[Data extract Boundary: Start]

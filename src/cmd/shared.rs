/*!
shared.rs - shared helpers for subcommands.

Focus:
  - build_args / build_args!: flatten argument items into one vector
  - filter_paths: keep candidate paths inside configured source directories
  - default glob sets for lint / check / format
  - parse_args: per-command flag parsing via clap
*/

use std::path::{Component, Path, PathBuf};

use clap::Parser;

use super::command::CommandName;
use crate::config::Config;
use crate::error::TeaseError;

/// Extensions the linter and test runner care about.
pub const SOURCE_EXTENSIONS: &str = "{js,jsx,ts,tsx}";
/// Extensions the formatter rewrites inside source directories.
pub const FORMAT_EXTENSIONS: &str = "{js,jsx,ts,tsx,json,md}";
/// Top-level files the formatter covers by default.
pub const TOP_LEVEL_FORMAT_GLOB: &str = "*.{js,json,md,ts,yml,yaml}";

/* ---- Argument Assembly ---- */

/// One item fed to `build_args`.
#[derive(Debug, Clone, PartialEq, Eq)]
pub enum ArgItem {
    Single(String),
    List(Vec<String>),
    Absent,
}

impl From<&str> for ArgItem {
    fn from(s: &str) -> Self {
        ArgItem::from(s.to_string())
    }
}

impl From<String> for ArgItem {
    fn from(s: String) -> Self {
        if s.is_empty() {
            ArgItem::Absent
        } else {
            ArgItem::Single(s)
        }
    }
}

impl From<&String> for ArgItem {
    fn from(s: &String) -> Self {
        ArgItem::from(s.as_str())
    }
}

impl From<Vec<String>> for ArgItem {
    fn from(list: Vec<String>) -> Self {
        ArgItem::List(list)
    }
}

impl From<&[String]> for ArgItem {
    fn from(list: &[String]) -> Self {
        ArgItem::List(list.to_vec())
    }
}

impl From<&Vec<String>> for ArgItem {
    fn from(list: &Vec<String>) -> Self {
        ArgItem::List(list.clone())
    }
}

impl<T: Into<ArgItem>> From<Option<T>> for ArgItem {
    fn from(opt: Option<T>) -> Self {
        opt.map_or(ArgItem::Absent, Into::into)
    }
}

/// `Some(arg)` when `enabled`, otherwise nothing.
pub fn flag(enabled: bool, arg: &str) -> Option<&str> {
    enabled.then_some(arg)
}

/// Flatten items in order: lists are spliced in place, absent items dropped.
pub fn build_args(items: impl IntoIterator<Item = ArgItem>) -> Vec<String> {
    let mut out = Vec::new();
    for item in items {
        match item {
            ArgItem::Single(s) => out.push(s),
            ArgItem::List(list) => out.extend(list),
            ArgItem::Absent => {}
        }
    }
    out
}

/// Variadic form of `build_args`; every argument goes through `ArgItem::from`.
#[macro_export]
macro_rules! build_args {
    ($($item:expr),* $(,)?) => {
        $crate::cmd::shared::build_args([$($crate::cmd::shared::ArgItem::from($item)),*])
    };
}

/* ---- Path Filtering ---- */

/// Recursive glob covering `dir` with the given extension set.
fn glob_under(dir: &str, extensions: &str) -> String {
    let dir = dir.trim_end_matches('/');
    if dir.is_empty() || dir == "." {
        format!("**/*.{extensions}")
    } else {
        format!("{dir}/**/*.{extensions}")
    }
}

/// One recursive source glob per source directory.
pub fn default_source_globs(config: &Config) -> Vec<String> {
    config
        .src
        .iter()
        .map(|d| glob_under(d, SOURCE_EXTENSIONS))
        .collect()
}

/// Top-level glob followed by one formatter glob per source directory.
pub fn default_format_globs(config: &Config) -> Vec<String> {
    std::iter::once(TOP_LEVEL_FORMAT_GLOB.to_string())
        .chain(config.src.iter().map(|d| glob_under(d, FORMAT_EXTENSIONS)))
        .collect()
}

/// Select the paths a command should operate on.
///
/// - no candidates: the default source globs, whatever `enabled` says
/// - `enabled`: candidates lying inside at least one source directory
/// - otherwise: candidates unchanged
///
/// Relative candidates are resolved against the working directory; the
/// returned strings keep the caller's spelling and order.
pub fn filter_paths(candidates: &[String], enabled: bool, config: &Config) -> Vec<String> {
    if candidates.is_empty() {
        return default_source_globs(config);
    }
    if !enabled {
        return candidates.to_vec();
    }
    let roots: Vec<PathBuf> = config
        .src
        .iter()
        .map(|d| lexical_absolute(&config.cwd, Path::new(d)))
        .collect();
    candidates
        .iter()
        .filter(|c| {
            let resolved = lexical_absolute(&config.cwd, Path::new(c.as_str()));
            roots.iter().any(|root| resolved.starts_with(root))
        })
        .cloned()
        .collect()
}

/// Join `path` onto `base` (unless absolute) and fold `.` / `..` without
/// touching the filesystem.
pub fn lexical_absolute(base: &Path, path: &Path) -> PathBuf {
    let joined = if path.is_absolute() {
        path.to_path_buf()
    } else {
        base.join(path)
    };
    let mut out = PathBuf::new();
    for component in joined.components() {
        match component {
            Component::CurDir => {}
            Component::ParentDir => {
                out.pop();
            }
            other => out.push(other.as_os_str()),
        }
    }
    out
}

/* ---- Flag Parsing ---- */

/// Parse a handler's remaining arguments into its clap struct.
pub fn parse_args<T: Parser>(command: CommandName, args: &[String]) -> Result<T, TeaseError> {
    let bin = format!("tease {command}");
    T::try_parse_from(std::iter::once(bin.as_str()).chain(args.iter().map(String::as_str)))
        .map_err(TeaseError::Usage)
}

/* ---- Tests ---- */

[Data extract Boundary: End]

The line containing "impl From<&str> for" marks the end: copy exactly every line from the top of the data above down to it, that line included.

§ **Response**:
filename src/cmd/shared.rs
/*!
shared.rs - shared helpers for subcommands.

Focus:
  - build_args / build_args!: flatten argument items into one vector
  - filter_paths: keep candidate paths inside configured source directories
  - default glob sets for lint / check / format
  - parse_args: per-command flag parsing via clap
*/

use std::path::{Component, Path, PathBuf};

use clap::Parser;

use super::command::CommandName;
use crate::config::Config;
use crate::error::TeaseError;

/// Extensions the linter and test runner care about.
pub const SOURCE_EXTENSIONS: &str = "{js,jsx,ts,tsx}";
/// Extensions the formatter rewrites inside source directories.
pub const FORMAT_EXTENSIONS: &str = "{js,jsx,ts,tsx,json,md}";
/// Top-level files the formatter covers by default.
pub const TOP_LEVEL_FORMAT_GLOB: &str = "*.{js,json,md,ts,yml,yaml}";

/* ---- Argument Assembly ---- */

/// One item fed to `build_args`.
#[derive(Debug, Clone, PartialEq, Eq)]
pub enum ArgItem {
    Single(String),
    List(Vec<String>),
    Absent,
}

impl From<&str> for ArgItem {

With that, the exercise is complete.